HCD group, University of Manchester.
Introduction
The use of DSP hearing aids means that a wide range of options and settings is
available to the audiologist at fitting. These options include fast acting, nonlinear wide dynamic range compression, multiple channels, frequency shaping
in numerous bands, noise reduction algorithms, speech enhancement
algorithms, feedback suppression, multiple memories and multiple
microphones. One consequence of this flexibility is that at the verification stage
of the fitting process DSP hearing aids can be matched more closely to
prescribed targets (O’Donnell 2001). However in order to achieve this,
audiologists have to make subjective judgements about a ‘good’ match to
targets, using real ear gain and sound pressure level measures, or coupler
measures incorporating Real Ear to Coupler Differences (RECDs).

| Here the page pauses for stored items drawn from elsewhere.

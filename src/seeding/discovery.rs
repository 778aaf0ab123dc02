/* This file is part of DarkFi (https://dark.fi)
 *
 * Copyright (C) 2020-2025 Dyne.org foundation
 *
 * This program is free software: you can redistribute it and/or modify
 * it under the terms of the GNU Affero General Public License as
 * published by the Free Software Foundation, either version 3 of the
 * License, or (at your option) any later version.
 *
 * This program is distributed in the hope that it will be useful,
 * but WITHOUT ANY WARRANTY; without even the implied warranty of
 * MERCHANTABILITY or FITNESS FOR A PARTICULAR PURPOSE.  See the
 * GNU Affero General Public License for more details.
 *
 * You should have received a copy of the GNU Affero General Public License
 * along with this program.  If not, see <https://www.gnu.org/licenses/>.
 */

use std::{collections::HashMap, sync::Arc};

use async_trait::async_trait;
use log::debug;
use smol::lock::RwLock;

use crate::{route::Route, Error, Result};

/// Atomic pointer to a seed discovery implementation
pub type SeedDiscoveryPtr = Arc<dyn SeedDiscovery>;

/// A service able to find seed routes by service name, such as a
/// rendezvous or DHT lookup.
#[async_trait]
pub trait SeedDiscovery: Send + Sync {
    /// Return the routes currently published under `service`.
    async fn discover(&self, service: &str) -> Result<Vec<Route>>;
}

/// In-memory discovery table. Useful for local networks and tests where
/// seeds are published by the application itself.
#[derive(Default)]
pub struct StaticDiscovery {
    services: RwLock<HashMap<String, Vec<Route>>>,
}

impl StaticDiscovery {
    pub fn new() -> Arc<Self> {
        Arc::new(Self::default())
    }

    /// Publish routes under a service name, replacing earlier ones.
    pub async fn publish(&self, service: &str, routes: Vec<Route>) {
        debug!(
            target: "seeding::discovery::publish()",
            "Publishing {} route(s) for \"{}\"", routes.len(), service,
        );
        self.services.write().await.insert(service.to_string(), routes);
    }

    pub async fn withdraw(&self, service: &str) {
        self.services.write().await.remove(service);
    }
}

#[async_trait]
impl SeedDiscovery for StaticDiscovery {
    async fn discover(&self, service: &str) -> Result<Vec<Route>> {
        match self.services.read().await.get(service) {
            Some(routes) => Ok(routes.clone()),
            None => Err(Error::DiscoveryFailed(format!("no routes published for \"{}\"", service))),
        }
    }
}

Guidance for making these judgements is given in ‘good practice guidance
for adult hearing aid fittings and services’ by Gatehouse et al (2000). It is
recommended that tolerances of only +/- 5dB at frequencies of 250, 500,
1000 and 2000 Hz and of +/- 8dB at 3000 and 4000 Hz are acceptable. It is
also recommended that the slope in each octave should be within +/5dB/octave of the target slope. These ideas have been reflected in a few
1
studies that have proposed objective scaled measures of ‘goodness of fit’
(GoF). Hall and Rowson (Hall, 1997) developed a measure based on initial
proposals by Bamford (1997 unpublished). Their method used a calculation
of the difference in dB between the actual gain and the target values at four
frequencies of 250, 500, 1000, and 2000, Hz. In order to account for slope, a
doubling of the difference value was used where there was a change in
direction. This value was then subtracted from one hundred, giving a higher
score for a closer fit.
Hall’s method makes only a crude adjustment for slope differences and it
penalises ‘under-fit’ equally to ‘overshoot’, although in terms of access to the
Long Term Average Speech Spectrum (LTASS) the effects of these errors
are very different. ‘Under-fit’ reduces access to softer speech sounds
whereas the consequences of ‘overshoot’ depend on dynamic range and
‘headroom’ in the hearing aid output limitation settings. However Hall’s GoF
measure was used, though not further developed, by Dighe (2001) when
investigating discrepancies in real ear measures of children fitted with
hearing aids chosen either by traditional or theoretical fitting methods.
In the course of our work on the Modernising Children’s Hearing Aid Services
(MCHAS) project we decided to try to develop an improved GoF measure,
with the intention of:

Providing a more objective measure of how well a hearing aid fitting
meets targets (relying less on the subjective judgement of individuals) and
thus facilitating hearing aid selection and verification procedures;
2

Investigating the differences between proprietary fittings and generic
(published) fitting targets;

Interpreting variance in outcome and benefit measures.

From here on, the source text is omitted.